Viterbo – Oltre 1100 firme on line in due giorni per difendere il Bagnaccio.
La petizione lanciata da Stefano Spolverini “Difendi il Bagnaccio” sul sito change.org ha subito riscosso il consenso di 1134 persone. La petizione è indirizzata al sindaco Leonardo Michelini.
“Il territorio di Viterbo è contraddistinto dalla ricchezza di sorgenti termali – recita la petizione – .
Nonostante le sue ricchezze termali siano state ampiamente ed intelligentemente sfruttate nel periodo della Roma Imperiale, ed anche prima, l’ultimo secolo è stato caratterizzato da un profondo disinteresse nei confronti di questa grande realtà. Recentemente alcuni progetti di termalismo ecosostenibile, a basso consumo di acqua sono stati avviati ma fortemente contrastati dalla macchina politica e dalla burocrazia.

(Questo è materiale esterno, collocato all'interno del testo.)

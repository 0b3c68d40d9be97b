//! Account DTOs

use serde::Deserialize;
use validator::Validate;

#[derive(Debug, Clone, Deserialize, Validate)]
pub struct ChangePasswordRequest {
    #[validate(length(min = 1, message = "Current password is required"))]
    pub current_password: String,
    #[validate(length(min = 1, max = 256, message = "New password is required"))]
    pub new_password: String,
}

#[derive(Debug, Clone, Deserialize, Validate)]
pub struct ChangeEmailRequest {
    #[validate(email(message = "Invalid email address"))]
    pub email: String,
}
//! Device and location derivation for new sessions

use async_trait::async_trait;
use ipnetwork::IpNetwork;
use serde::Deserialize;
use std::net::IpAddr;
use tonotes_db::{DeviceInfo, DeviceType};
use tracing::warn;

use crate::config::GeoConfig;

pub const LOCAL_NETWORK: &str = "Local Network";
pub const UNKNOWN_LOCATION: &str = "Unknown Location";

/// Loopback, private, link-local and unique-local ranges
const LOCAL_RANGES: &[&str] = &[
    "127.0.0.0/8",
    "10.0.0.0/8",
    "172.16.0.0/12",
    "192.168.0.0/16",
    "169.254.0.0/16",
    "::1/128",
    "fc00::/7",
    "fe80::/10",
];

/// Parse user agent to extract device information
pub fn parse_user_agent(user_agent: &str) -> DeviceInfo {
    let device_type = if user_agent.trim().is_empty() {
        DeviceType::Unknown
    } else if user_agent.contains("iPad")
        || user_agent.contains("Tablet")
        || (user_agent.contains("Android") && !user_agent.contains("Mobile"))
    {
        DeviceType::Tablet
    } else if user_agent.contains("Mobile") || user_agent.contains("iPhone") {
        DeviceType::Mobile
    } else if is_api_client(user_agent) {
        DeviceType::Api
    } else {
        DeviceType::Desktop
    };

    DeviceInfo {
        browser: extract_browser(user_agent),
        os: extract_os(user_agent),
        device_type,
        user_agent: user_agent.to_string(),
    }
}

fn is_api_client(ua: &str) -> bool {
    let lower = ua.to_ascii_lowercase();
    ["curl", "wget", "python", "postman", "okhttp", "go-http-client", "httpie", "insomnia"]
        .iter()
        .any(|client| lower.contains(client))
}

fn extract_os(ua: &str) -> Option<String> {
    // Check Android before Linux because Android UAs contain "Linux"
    let os = if ua.contains("Android") {
        "Android"
    } else if ua.contains("iPhone") || ua.contains("iPad") || ua.contains("iOS") {
        "iOS"
    } else if ua.contains("Windows") {
        "Windows"
    } else if ua.contains("Mac OS") {
        "macOS"
    } else if ua.contains("CrOS") {
        "ChromeOS"
    } else if ua.contains("Linux") {
        "Linux"
    } else {
        return None;
    };
    Some(os.to_string())
}

fn extract_browser(ua: &str) -> Option<String> {
    // Edge and Opera also advertise Chrome, so they go first
    let browser = if ua.contains("Edg") {
        "Edge"
    } else if ua.contains("OPR") || ua.contains("Opera") {
        "Opera"
    } else if ua.contains("Firefox") {
        "Firefox"
    } else if ua.contains("Chrome") && !ua.contains("Chromium") {
        "Chrome"
    } else if ua.contains("Safari") {
        "Safari"
    } else {
        return None;
    };
    Some(browser.to_string())
}

/// True for addresses that never leave the local network
pub fn is_local_address(ip: IpAddr) -> bool {
    ip.is_unspecified()
        || LOCAL_RANGES
            .iter()
            .filter_map(|range| range.parse::<IpNetwork>().ok())
            .any(|net| net.contains(ip))
}

/// Resolves a public IP address to a coarse location
#[async_trait]
pub trait GeoLocator: Send + Sync {
    /// `"City, Country"` or `None` when the lookup fails
    async fn locate(&self, ip: IpAddr) -> Option<String>;
}

/// Label a client address, never failing
pub async fn resolve_location(geo: &dyn GeoLocator, ip: Option<&str>) -> String {
    let Some(ip) = ip.and_then(|raw| raw.trim().parse::<IpAddr>().ok()) else {
        return UNKNOWN_LOCATION.to_string();
    };
    if is_local_address(ip) {
        return LOCAL_NETWORK.to_string();
    }
    geo.locate(ip)
        .await
        .unwrap_or_else(|| UNKNOWN_LOCATION.to_string())
}

/// Locator that never resolves anything
pub struct NoopGeoLocator;

#[async_trait]
impl GeoLocator for NoopGeoLocator {
    async fn locate(&self, _ip: IpAddr) -> Option<String> {
        None
    }
}

/// HTTP lookup against an ip-api compatible endpoint
pub struct HttpGeoLocator {
    client: reqwest::Client,
    endpoint: String,
}

#[derive(Debug, Deserialize)]
struct GeoResponse {
    status: Option<String>,
    city: Option<String>,
    country: Option<String>,
}

impl HttpGeoLocator {
    pub fn new(config: &GeoConfig) -> Result<Self, reqwest::Error> {
        let client = reqwest::Client::builder().timeout(config.timeout).build()?;
        Ok(Self {
            client,
            endpoint: config.endpoint.trim_end_matches('/').to_string(),
        })
    }

    async fn lookup(&self, ip: IpAddr) -> Result<GeoResponse, reqwest::Error> {
        self.client
            .get(format!("{}/{}", self.endpoint, ip))
            .send()
            .await?
            .error_for_status()?
            .json::<GeoResponse>()
            .await
    }
}

#[async_trait]
impl GeoLocator for HttpGeoLocator {
    async fn locate(&self, ip: IpAddr) -> Option<String> {
        let body = match self.lookup(ip).await {
            Ok(body) => body,
            Err(e) => {
                warn!(%ip, error = %e, "Geolocation lookup failed");
                return None;
            }
        };
        if body.status.as_deref().is_some_and(|s| s != "success") {
            return None;
        }
        match (body.city, body.country) {
            (Some(city), Some(country)) if !city.is_empty() => Some(format!("{}, {}", city, country)),
            (_, Some(country)) if !country.is_empty() => Some(country),
            _ => None,
        }
    }
}
impl AuthService {
    pub fn new(config: AuthConfig, backends: Backends, geo: Arc<dyn GeoLocator>) -> Self {
        let tokens = Arc::new(TokenService::new(config.jwt.clone()));
        let revocation = RevocationList::new(backends.store.clone(), tokens.clone());
        let cache = SessionCache::new(backends.store, config.session.cache_ttl);
        let sessions = Arc::new(SessionRegistry::new(
            backends.sessions,
            cache,
            geo,
            config.session.clone(),
        ));
        let two_factor =
            TwoFactorService::new(backends.users.clone(), TotpService::new(config.totp.clone()));

        Self {
            passwords: PasswordService::new(config.password.clone()),
            users: backends.users,
            tokens,
            revocation,
            sessions,
            two_factor,
            config,
        }
    }

    pub fn config(&self) -> &AuthConfig {
        &self.config
    }

    pub fn tokens(&self) -> &TokenService {
        &self.tokens
    }

    pub fn sessions(&self) -> Arc<SessionRegistry> {
        self.sessions.clone()
    }

    pub fn revocation(&self) -> &RevocationList {
        &self.revocation
    }

    // =========================================================================
    // Registration and login
    // =========================================================================

    /// Create an account and open its first session
    pub async fn register(
        &self,
        username: &str,
        email: &str,
        password: &str,
        meta: &RequestMeta,
    ) -> AuthResult<LoginSuccess> {
        self.passwords.validate_policy(password)?;

        if self.users.find_by_username(username).await?.is_some() {
            return Err(AuthError::UsernameTaken);
        }

        let digest = self.hash_password(password).await?;
        let user = User::new(username.to_string(), email.to_string(), digest, Utc::now());

        self.users.create(&user).await.map_err(duplicate_to_conflict)?;
        info!(user_id = %user.id, username = %user.username, "User registered");

        self.open_session(&user, meta).await
    }

    /// Password login with an optional TOTP code
    pub async fn login(
        &self,
        username: &str,
        password: &str,
        totp_code: Option<&str>,
        meta: &RequestMeta,
    ) -> AuthResult<LoginOutcome> {
        let user = self.check_credentials(username, password).await?;

        if user.two_factor_enabled {
            let Some(code) = totp_code.filter(|c| !c.trim().is_empty()) else {
                info!(user_id = %user.id, "Login awaiting second factor");
                return Ok(LoginOutcome::TwoFactorRequired { user_id: user.id });
            };
            if !self.two_factor.verify_user(&user, code)? {
                warn!(user_id = %user.id, "Login rejected: invalid 2FA code");
                return Err(AuthError::InvalidTwoFactorCode);
            }
        }

        let success = self.open_session(&user, meta).await?;
        info!(user_id = %user.id, session_id = %success.session.id, "User logged in");
        Ok(LoginOutcome::Authenticated(success))
    }

    /// Password login that spends a recovery code in place of a TOTP code
    pub async fn login_with_recovery(
        &self,
        username: &str,
        password: &str,
        recovery_code: &str,
        meta: &RequestMeta,
    ) -> AuthResult<RecoveryLogin> {
        let user = self.check_credentials(username, password).await?;
        if !user.two_factor_enabled {
            return Err(AuthError::TwoFactorNotEnabled);
        }

        let remaining = self.two_factor.consume_recovery(user.id, recovery_code).await?;
        let login = self.open_session(&user, meta).await?;
        info!(user_id = %user.id, session_id = %login.session.id, "User logged in with recovery code");

        Ok(RecoveryLogin {
            login,
            remaining_codes: remaining,
            warning: (remaining == 0).then(|| NO_RECOVERY_CODES_LEFT.to_string()),
        })
    }

    async fn check_credentials(&self, username: &str, password: &str) -> AuthResult<User> {
        // Unknown user and wrong password must be indistinguishable
        let Some(user) = self.users.find_by_username(username).await?.filter(|u| u.active) else {
            warn!(username = %username, "Login rejected: invalid credentials");
            return Err(AuthError::InvalidCredentials);
        };

        if !self.verify_password(&user.password_digest, password).await? {
            warn!(user_id = %user.id, "Login rejected: invalid credentials");
            return Err(AuthError::InvalidCredentials);
        }
        Ok(user)
    }

    async fn open_session(&self, user: &User, meta: &RequestMeta) -> AuthResult<LoginSuccess> {
        let created = self.sessions.create(user.id, meta).await?;
        let tokens = self.tokens.mint_pair(user.id)?;

        let notice = created.evicted.map(|evicted| {
            info!(user_id = %user.id, session_id = %evicted, "Session evicted to make room for new login");
            EVICTION_NOTICE.to_string()
        });

        Ok(LoginSuccess {
            tokens,
            user: UserSummary::from(user),
            session: created.session,
            notice,
        })
    }

    // =========================================================================
    // Per-request authentication
    // =========================================================================

    /// Resolve a bearer access token plus session id into an [`AuthContext`]
    ///
    /// The session must be live and owned by the token subject. Its activity
    /// timestamp is bumped on success.
    pub async fn authenticate(
        &self,
        access_token: &str,
        session_id: Option<Uuid>,
    ) -> AuthResult<AuthContext> {
        let claims = self.tokens.parse(access_token)?;
        if claims.kind() != TokenKind::Access {
            return Err(AuthError::InvalidToken);
        }
        let user_id = claims.user_id().ok_or(AuthError::InvalidToken)?;

        if self.revocation.is_revoked(access_token).await {
            return Err(AuthError::TokenRevoked);
        }

        let session_id = session_id.ok_or(AuthError::SessionRequired)?;
        self.sessions
            .get(session_id)
            .await?
            .filter(|s| s.user_id == user_id)
            .ok_or(AuthError::SessionNotFound)?;

        let session = self
            .sessions
            .touch(session_id)
            .await?
            .ok_or(AuthError::SessionInvalidated)?;

        Ok(AuthContext {
            user_id,
            session,
            access_token: access_token.to_string(),
        })
    }

    /// Exchange a refresh token for a fresh pair
    ///
    /// The presented refresh token stays valid; rotation happens on logout.
    pub async fn refresh(&self, refresh_token: &str) -> AuthResult<TokenPair> {
        let user_id = self.tokens.validate_refresh(refresh_token)?;

        if self.revocation.is_revoked(refresh_token).await {
            return Err(AuthError::TokenRevoked);
        }

        match self.users.find_by_id(user_id).await? {
            Some(user) if user.active => {}
            _ => return Err(AuthError::InvalidToken),
        }

        self.tokens.mint_pair(user_id)
    }

    // =========================================================================
    // Logout
    // =========================================================================

    /// Revoke both tokens and end the current session
    ///
    /// The refresh token must be a refresh token of the caller; an expired one
    /// has nothing left to revoke and is accepted. Once it checks out both
    /// steps always run, and failure of either is reported after the fact.
    pub async fn logout(&self, ctx: &AuthContext, refresh_token: &str) -> AuthResult<()> {
        match self.tokens.validate_refresh(refresh_token) {
            Ok(owner) if owner == ctx.user_id => {}
            Ok(owner) => {
                warn!(user_id = %ctx.user_id, owner = %owner, "Logout with another user's refresh token");
                return Err(AuthError::InvalidToken);
            }
            Err(AuthError::TokenExpired) => {}
            Err(e) => return Err(e),
        }

        let revoked = self.revocation.revoke_pair(&ctx.access_token, refresh_token).await;

        // Conditional deactivation leaves the stored activity time alone
        let session = &ctx.session;
        let ended = self.sessions.end(session).await;

        if let Err(e) = &revoked {
            error!(user_id = %ctx.user_id, error = %e, "Logout: token revocation failed");
        }
        if let Err(e) = &ended {
            error!(user_id = %ctx.user_id, session_id = %session.id, error = %e, "Logout: ending session failed");
        }
        if revoked.is_err() || ended.is_err() {
            return Err(AuthError::Internal("logout incomplete".to_string()));
        }

        info!(user_id = %ctx.user_id, session_id = %session.id, "User logged out");
        Ok(())
    }

    /// End every session of the caller
    pub async fn logout_all(&self, ctx: &AuthContext) -> AuthResult<u64> {
        let ended = self.sessions.end_all(ctx.user_id).await?;
        info!(user_id = %ctx.user_id, ended, "User logged out everywhere");
        Ok(ended)
    }

    // =========================================================================
    // Sessions
    // =========================================================================

    pub async fn list_sessions(&self, ctx: &AuthContext) -> AuthResult<Vec<Session>> {
        self.sessions.list_active(ctx.user_id).await
    }

    /// A session owned by the caller
    pub async fn get_session(&self, ctx: &AuthContext, session_id: Uuid) -> AuthResult<Session> {
        let session = self
            .sessions
            .get(session_id)
            .await?
            .ok_or_else(|| AuthError::NotFound("Session".to_string()))?;
        if session.user_id != ctx.user_id {
            return Err(AuthError::Forbidden);
        }
        Ok(session)
    }

    /// End a session owned by the caller. Returns true if it was the current one.
    pub async fn end_session(&self, ctx: &AuthContext, session_id: Uuid) -> AuthResult<bool> {
        let session = self.get_session(ctx, session_id).await?;
        self.sessions.end(&session).await?;
        Ok(session.id == ctx.session_id())
    }

    // =========================================================================
    // Account
    // =========================================================================

    pub async fn current_user(&self, user_id: Uuid) -> AuthResult<User> {
        self.users
            .find_by_id(user_id)
            .await?
            .ok_or_else(|| AuthError::NotFound("User".to_string()))
    }

    /// End all sessions, then delete the sessions and the user record
    pub async fn delete_account(&self, ctx: &AuthContext) -> AuthResult<()> {
        self.sessions.end_all(ctx.user_id).await?;
        self.sessions.purge_user(ctx.user_id).await?;
        if !self.users.delete(ctx.user_id).await? {
            return Err(AuthError::NotFound("User".to_string()));
        }
        info!(user_id = %ctx.user_id, "Account deleted");
        Ok(())
    }

    /// Change the password, at most once per cooldown period
    ///
    /// Other sessions of the user are ended; the current one stays.
    pub async fn change_password(
        &self,
        ctx: &AuthContext,
        current_password: &str,
        new_password: &str,
    ) -> AuthResult<()> {
        let user = self.current_user(ctx.user_id).await?;
        let now = Utc::now();
        self.check_cooldown(user.last_password_change, now)?;

        if !self.verify_password(&user.password_digest, current_password).await? {
            return Err(AuthError::InvalidCredentials);
        }
        self.passwords.validate_policy(new_password)?;
        if self.verify_password(&user.password_digest, new_password).await? {
            return Err(AuthError::InvalidInput(
                "New password must differ from the current one".to_string(),
            ));
        }

        let digest = self.hash_password(new_password).await?;
        if !self.users.update_password(user.id, &digest, now).await? {
            return Err(AuthError::NotFound("User".to_string()));
        }

        let ended = self.sessions.end_all_except(user.id, ctx.session_id()).await?;
        info!(user_id = %user.id, other_sessions_ended = ended, "Password changed");
        Ok(())
    }

    /// Change the email address, at most once per cooldown period
    pub async fn change_email(&self, ctx: &AuthContext, new_email: &str) -> AuthResult<()> {
        let user = self.current_user(ctx.user_id).await?;
        let now = Utc::now();
        self.check_cooldown(user.last_email_change, now)?;

        if user.email == new_email {
            return Err(AuthError::InvalidInput(
                "New email must differ from the current one".to_string(),
            ));
        }

        let updated = self
            .users
            .update_email(user.id, new_email, now)
            .await
            .map_err(duplicate_to_conflict)?;
        if !updated {
            return Err(AuthError::NotFound("User".to_string()));
        }
        info!(user_id = %user.id, "Email changed");
        Ok(())
    }

    fn check_cooldown(&self, last: Option<DateTime<Utc>>, now: DateTime<Utc>) -> AuthResult<()> {
        let Some(last) = last else {
            return Ok(());
        };
        let cooldown = chrono::Duration::from_std(self.config.account.change_cooldown)
            .map_err(|e| AuthError::Config(format!("change cooldown: {}", e)))?;
        let next_allowed_at = last + cooldown;
        if now < next_allowed_at {
            return Err(AuthError::RateLimited { next_allowed_at });
        }
        Ok(())
    }

    // =========================================================================
    // Two-factor
    // =========================================================================

    pub async fn two_factor_setup(&self, user_id: Uuid) -> AuthResult<TotpEnrollment> {
        let user = self.current_user(user_id).await?;
        self.two_factor.generate_secret(&user)
    }

    pub async fn two_factor_enable(
        &self,
        user_id: Uuid,
        secret: &str,
        code: &str,
    ) -> AuthResult<Vec<String>> {
        self.two_factor.enable(user_id, secret, code).await
    }

    pub async fn two_factor_verify(&self, user_id: Uuid, code: &str) -> AuthResult<bool> {
        self.two_factor.verify(user_id, code).await
    }

    pub async fn two_factor_disable(&self, user_id: Uuid, code: &str) -> AuthResult<()> {
        self.two_factor.disable(user_id, code).await
    }

    // =========================================================================
    // Lifecycle
    // =========================================================================

    /// Release the key/value store
    pub async fn close(&self) {
        self.revocation.close().await;
    }

    async fn hash_password(&self, password: &str) -> AuthResult<String> {
        let passwords = self.passwords.clone();
        let password = zeroize::Zeroizing::new(password.to_string());
        tokio::task::spawn_blocking(move || passwords.hash(&password))
            .await
            .map_err(|e| AuthError::Internal(format!("hashing task: {}", e)))?
    }

    async fn verify_password(&self, digest: &str, password: &str) -> AuthResult<bool> {
        let passwords = self.passwords.clone();
        let digest = digest.to_string();
        let password = zeroize::Zeroizing::new(password.to_string());
        tokio::task::spawn_blocking(move || passwords.verify(&digest, &password))
            .await
            .map_err(|e| AuthError::Internal(format!("verification task: {}", e)))?
    }
}
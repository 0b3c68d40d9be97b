//! toNotes Database Layer
//!
//! Persistence for the toNotes auth core: MongoDB for user and session
//! records, Redis for short-lived keys.
//!
//! # Architecture
//!
//! - **MongoDB**: `users` and `sessions` collections, each behind a repository trait
//! - **Redis**: revocation markers and the session cache, behind [`KeyValueStore`]
//! - **In-process store**: stands in for Redis when no URL is configured
//!
//! # Repository Pattern
//!
//! Services depend on [`UserRepository`] and [`SessionRepository`] trait
//! objects. The `mock` feature adds in-memory implementations of both.

pub mod cache;
pub mod config;
pub mod error;
pub mod memory;
pub mod models;
pub mod repos;

#[cfg(feature = "mock")]
pub mod mock;

use chrono::{DateTime, Utc};
use deadpool_redis::{Config as RedisConfig, Runtime};
use mongodb::bson::{doc, DateTime as BsonDateTime};
use mongodb::options::ClientOptions;
use mongodb::Client;
use std::sync::Arc;
use std::time::Duration;
use tracing::{info, warn};

pub use cache::{KeyValueStore, RedisStore};
pub use config::DatabaseConfig;
pub use error::{DbError, DbResult};
pub use memory::MemoryStore;
pub use models::*;
pub use repos::*;

const CONNECT_TIMEOUT: Duration = Duration::from_secs(10);
const PING_TIMEOUT: Duration = Duration::from_secs(2);

pub(crate) fn to_bson(dt: DateTime<Utc>) -> BsonDateTime {
    BsonDateTime::from_millis(dt.timestamp_millis())
}

pub(crate) fn from_bson(dt: BsonDateTime) -> DateTime<Utc> {
    DateTime::from_timestamp_millis(dt.timestamp_millis()).unwrap_or_default()
}

/// Connected document store plus key/value store
pub struct Database {
    client: Client,
    mongo: mongodb::Database,
    store: Arc<dyn KeyValueStore>,
}

impl Database {
    /// Connect to MongoDB and Redis, creating indexes on the way
    pub async fn connect(config: &DatabaseConfig) -> DbResult<Self> {
        info!("Connecting to MongoDB: {}", config.mongo_uri_masked());

        let mut options = ClientOptions::parse(&config.mongo_uri)
            .await
            .map_err(|e| DbError::Connection(format!("MongoDB URI: {}", e)))?;
        options.max_pool_size = Some(config.mongo_max_pool_size);
        options.min_pool_size = Some(config.mongo_min_pool_size);
        options.max_idle_time = Some(config.max_conn_idle_time());
        options.connect_timeout = Some(CONNECT_TIMEOUT);
        options.server_selection_timeout = Some(CONNECT_TIMEOUT);

        let client = Client::with_options(options)
            .map_err(|e| DbError::Connection(format!("MongoDB: {}", e)))?;
        let mongo = client.database(&config.mongo_db);

        tokio::time::timeout(PING_TIMEOUT, mongo.run_command(doc! { "ping": 1 }, None))
            .await
            .map_err(|_| DbError::Timeout("MongoDB ping".to_string()))?
            .map_err(|e| DbError::Connection(format!("MongoDB ping: {}", e)))?;

        info!(db = %config.mongo_db, "Connected to MongoDB");

        MongoUserRepo::new(&mongo).ensure_indexes().await?;
        MongoSessionRepo::new(&mongo).ensure_indexes().await?;

        let store: Arc<dyn KeyValueStore> = if config.redis_url.is_empty() {
            warn!("No Redis URL configured, using the in-process key/value store");
            Arc::new(MemoryStore::new())
        } else {
            info!("Connecting to Redis: {}", config.redis_url_masked());
            let pool = RedisConfig::from_url(&config.redis_url)
                .create_pool(Some(Runtime::Tokio1))
                .map_err(|e| DbError::Connection(format!("Redis: {}", e)))?;
            let redis = RedisStore::new(pool);
            redis.ping().await?;
            info!("Connected to Redis");
            Arc::new(redis)
        };

        Ok(Self { client, mongo, store })
    }

    pub fn user_repo(&self) -> Arc<dyn UserRepository> {
        Arc::new(MongoUserRepo::new(&self.mongo))
    }

    pub fn session_repo(&self) -> Arc<dyn SessionRepository> {
        Arc::new(MongoSessionRepo::new(&self.mongo))
    }

    pub fn store(&self) -> Arc<dyn KeyValueStore> {
        Arc::clone(&self.store)
    }

    /// Health check for both stores
    pub async fn health_check(&self) -> HealthStatus {
        let mongo_ok = self.mongo.run_command(doc! { "ping": 1 }, None).await.is_ok();
        let store_ok = self.store.ping().await.is_ok();

        HealthStatus {
            mongo: mongo_ok,
            store: store_ok,
            healthy: mongo_ok && store_ok,
        }
    }

    /// Close the key/value store and shut the MongoDB client down
    pub async fn close(self) {
        self.store.close().await;
        self.client.shutdown().await;
        info!("Database connections closed");
    }
}

/// Health status of database connections
#[derive(Debug, Clone, serde::Serialize)]
pub struct HealthStatus {
    pub mongo: bool,
    pub store: bool,
    pub healthy: bool,
}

Il parco termale del Bagnaccio è la punta di diamante del termalismo ambientale ecosostenibile del viterbese, e rappresenta un modello da prendere ad esempio, per fruire di quello che la natura ci offre senza depauperare il territorio.
Con profondo dolore e rammarico avvisiamo tutti gli amici ed amanti del parco termale del Bagnaccio di tutta Italia, che, con provvedimento dirigenziale in data 10 luglio 2015, il comune di Viterbo, del tutto arbitrariamente, ha disposto la chiusura immediata della saracinesca del pozzo comunale che alimenta le vasche ordinando al direttore delle miniere di provvedere a detto incombente.
A causa di questa scelta si lasciano a secco oltre tremila fruitori abituali che arrivano a Viterbo da tutta Italia, Austria e Germania, oltre che ad un numero elevato di fruitori occasionali, oltre ai pellegrini della Via Francigena che qui trovano riposo e sollievo.
Firma la nostra petizione, per salvare il modello di termalismo eco-sostenibile del Parco Termale del Bagnaccio di Viterbo”.